The title of my talk listed in the programme by Professor Heseltine is 'Writing in North Queensland.' Now I have not prepared an erudite or even non-erudite paper on writers like Herbert, Devanney, Naish - I leave that to the experts; actually when I first spoke to Professor Heseltine about coming, he suggested I talk about the way I went about gathering material for and writing Hunting the Wild Pineapple.

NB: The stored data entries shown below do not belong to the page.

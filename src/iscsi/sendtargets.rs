//! Parser for `iscsiadm -m discovery -t sendtargets` output.
//!
//! Each record is a single line of the form `host:port,tag iqn`, for example
//! `10.10.5.100:3260,1 iqn.2010-01.com.solidfire:abcd.vol1.42`. Every
//! non-blank line must match this shape; anything else is rejected rather
//! than guessed at.

use crate::types::IscsiTarget;

use super::SessionError;

/// One advertised target.
#[derive(Clone, Debug, Eq, PartialEq)]
pub struct DiscoveryRecord {
    /// Portal host part.
    pub ip: String,
    /// Portal in `host:port` form.
    pub portal: String,
    /// Target portal group tag.
    pub tag: u32,
    /// Target IQN.
    pub iqn: String,
}

impl DiscoveryRecord {
    /// Parses a single discovery line.
    ///
    /// # Errors
    ///
    /// Returns [`SessionError::MalformedDiscovery`] naming what was wrong.
    pub fn parse(line: &str) -> Result<Self, SessionError> {
        let malformed = |reason| SessionError::MalformedDiscovery {
            line: line.to_owned(),
            reason,
        };

        let mut fields = line.split_whitespace();
        let (Some(address), Some(iqn), None) = (fields.next(), fields.next(), fields.next()) else {
            return Err(malformed("expected 'portal,tag iqn'"));
        };
        let (portal, tag_text) = address
            .rsplit_once(',')
            .ok_or_else(|| malformed("missing portal group tag"))?;
        let tag = tag_text
            .parse::<u32>()
            .map_err(|_| malformed("portal group tag is not numeric"))?;
        let (ip, port) = portal
            .rsplit_once(':')
            .ok_or_else(|| malformed("portal has no port"))?;
        if ip.is_empty() {
            return Err(malformed("portal has no host"));
        }
        port.parse::<u16>()
            .map_err(|_| malformed("portal port is not numeric"))?;
        if !iqn.starts_with("iqn.") && !iqn.starts_with("eui.") && !iqn.starts_with("naa.") {
            return Err(malformed("target name is not an iSCSI name"));
        }

        Ok(Self {
            ip: ip.trim_start_matches('[').trim_end_matches(']').to_owned(),
            portal: portal.to_owned(),
            tag,
            iqn: iqn.to_owned(),
        })
    }
}

/// Parses every record in `output`.
///
/// # Errors
///
/// Returns [`SessionError::MalformedDiscovery`] for the first bad line.
pub fn parse_records(output: &str) -> Result<Vec<DiscoveryRecord>, SessionError> {
    output
        .lines()
        .map(str::trim)
        .filter(|line| !line.is_empty())
        .map(DiscoveryRecord::parse)
        .collect()
}

/// Picks the record advertising `iqn` out of discovery `output` and turns it
/// into a login target. The first matching portal wins.
///
/// # Errors
///
/// Returns [`SessionError::MalformedDiscovery`] for unparseable output and
/// [`SessionError::TargetNotFound`] when `iqn` is not advertised.
pub fn select_target(output: &str, queried: &str, iqn: &str) -> Result<IscsiTarget, SessionError> {
    let records = parse_records(output)?;
    let record = records
        .into_iter()
        .find(|record| record.iqn == iqn)
        .ok_or_else(|| SessionError::TargetNotFound {
            portal: queried.to_owned(),
            iqn: iqn.to_owned(),
        })?;
    let discovery = format!("{},{} {}", record.portal, record.tag, record.iqn);
    Ok(IscsiTarget {
        ip: record.ip,
        portal: record.portal,
        iqn: record.iqn,
        discovery: Some(discovery),
    })
}

#[cfg(test)]
mod tests {
    use super::*;
    use rstest::rstest;

    const IQN: &str = "iqn.2010-01.com.solidfire:7rtr.pg-data.42";

    #[test]
    fn parses_a_record() {
        let record = DiscoveryRecord::parse(&format!("10.10.5.100:3260,1 {IQN}"))
            .expect("record parses");
        assert_eq!(record.ip, "10.10.5.100");
        assert_eq!(record.portal, "10.10.5.100:3260");
        assert_eq!(record.tag, 1);
        assert_eq!(record.iqn, IQN);
    }

    #[test]
    fn parses_bracketed_ipv6_portal() {
        let record = DiscoveryRecord::parse(&format!("[fd00::5]:3260,2 {IQN}"))
            .expect("record parses");
        assert_eq!(record.ip, "fd00::5");
        assert_eq!(record.portal, "[fd00::5]:3260");
        assert_eq!(record.tag, 2);
    }

    #[rstest]
    #[case("10.10.5.100:3260,1", "expected 'portal,tag iqn'")]
    #[case("10.10.5.100:3260,1 iqn.a extra", "expected 'portal,tag iqn'")]
    #[case("10.10.5.100:3260 iqn.a", "missing portal group tag")]
    #[case("10.10.5.100:3260,x iqn.a", "portal group tag is not numeric")]
    #[case("10.10.5.100,1 iqn.a", "portal has no port")]
    #[case("10.10.5.100:iscsi,1 iqn.a", "portal port is not numeric")]
    #[case("10.10.5.100:3260,1 target-a", "target name is not an iSCSI name")]
    fn rejects_malformed_lines(#[case] line: &str, #[case] expected: &str) {
        let err = DiscoveryRecord::parse(line).expect_err("line is malformed");
        assert!(
            matches!(&err, SessionError::MalformedDiscovery { reason, .. } if *reason == expected),
            "unexpected error: {err}"
        );
    }

    #[test]
    fn selects_matching_target_among_many() {
        let output = format!(
            "10.10.5.100:3260,1 iqn.2010-01.com.solidfire:7rtr.other.41\n\
             10.10.5.100:3260,1 {IQN}\n\n"
        );
        let target = select_target(&output, "10.10.5.100:3260", IQN).expect("target found");
        assert_eq!(target.portal, "10.10.5.100:3260");
        assert_eq!(target.iqn, IQN);
        assert_eq!(
            target.discovery.as_deref(),
            Some(format!("10.10.5.100:3260,1 {IQN}").as_str())
        );
    }

    #[test]
    fn missing_target_is_reported() {
        let err = select_target(
            "10.10.5.100:3260,1 iqn.2010-01.com.solidfire:7rtr.other.41",
            "10.10.5.100:3260",
            IQN,
        )
        .expect_err("target absent");
        assert!(matches!(err, SessionError::TargetNotFound { .. }));
    }
}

What I feel I should talk about is not writing in North Queensland. This is not a barbed remark addressed to other writers - it is a remark addressed to myself. I forget who it was who once said that one of the prerequisites for creativity is a sharp climate with frost. Steinbeck said, in Travels with Charlie, that he liked 'weather', not climate. And I think that is largely true. Over the last few weeks I have been trying to think of great music or writing or art that has come straight from the equatorial line. And I am not speaking of those who write or compose or paint after they have had their passionate affair with the tropics and moved safely back to a cottage in Kent, a brownstone walk-up in Manhattan or even a terrace house in Balmain or South Yarra. Apart from Gauguin I can think of no one. Perhaps the real reason that Rimbaud gave his
genius away at twenty-two was not that the springs had dried up but that he was working as, a trader in North Africa. True, Delius lived for some time in Florida - but that is not equatorial - and the fruits of that visit appeared later. There is in these Edenic latitudes a somnolence that is hard to conquer; an overpowering sense of what Mrs Aeneas Gunn called 'the land of plenty of time.' And the frightening aspect of postponement here is that the morrow brings a repetition of the idyll; there is no climatic change and the blue, yellow, green - the heat, the fecundity - become part of an unalterable ballad in nature. The fecundity is all in nature and not in the mind. And that was part of what I was trying to describe in Pineapple.